Je hoquetai de stupéfaction. De peur que tous les espoirs qui m'avaient enfin retrouvée ne s'effarouchent tout aussitôt, je me levai en protestation, le mollet heurtant malencontreusement la table basse qui éjecta le verre à moitié vide.

Moi : Mais...! Ce n'est pas possible !!! Tu peux localiser chaque âme existante, vivante ou morte ! Tu DOIS savoir où il est !

Reaper : Lisa calme-toi. Je ne suis pas infaillible.
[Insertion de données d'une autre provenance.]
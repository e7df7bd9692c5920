// src/handlers/metrics.rs
use anyhow::Result;
use std::path::Path;

use super::error::PipelineError;
use crate::config::Overrides;
use crate::models::MetricRecord;
use crate::services::adapter::{CsvAgg, MetricSources, MetricsAdapter};
use crate::services::artifacts::write_json;

pub async fn emit_metrics(
    overrides: Overrides,
    sources: &MetricSources,
    prefer_env: bool,
    csv_agg: CsvAgg,
    out: &Path,
) -> Result<MetricRecord> {
    let adapter = MetricsAdapter::new(overrides, csv_agg);
    let record = adapter.build_record(sources, prefer_env).await;
    write_json(out, &record).map_err(|e| PipelineError::artifact(out, e))?;
    Ok(record)
}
Sa frustration était désignée par les doigts ployant sous la compression de ses paumes, pourtant il s'évertuait à ne point durcir la voix. Je me doutais qu'étant le Faucheur, celui-ci avait pour quotidien le déchirement et la séparation, la douleur et la souffrance. Le faire culpabiliser ainsi n'avancerait en rien les choses. J'abandonnai donc, non sans que quelques larmes ne s'enfuient. Il tapota ses phalanges sur le bois pétrifié de son arme, signe d'indécision, puis soupira et se redressa à son tour.

Reaper : Mais il y a peut-être un autre moyen... Suis-moi.

Secondé par sa fidèle faux, il me guida hors de sa maison, en direction de la surface olympienne. Nous émergions du souterrain avec la difficulté d'une petite randonnée, à contre sens de la brume qui m'avait auparavant apportée la lumière.

Reaper : Sais-tu ce que deviennent les âmes quand celles-ci trépassent ?

Moi : ...Non. Avouai-je.

Reaper : Et bien... Ce que tu vois cheminer là, est la condensation des vies envolées aujourd'hui.

Il démontra le flux verdâtre se promenant, serpentin. Passant un index, il sépara la brume en deux courants qui se dispersèrent, puis s'éfilèrent pour se réentrelacer plus tard, s'écoulant vers les entrailles de pierre telle une rivière. En s'y attardant, c'est vrai qu'on distinguait des volutes plus claires ou plus obscures s'étirer en filaments, visage hurlant allongé et déformé.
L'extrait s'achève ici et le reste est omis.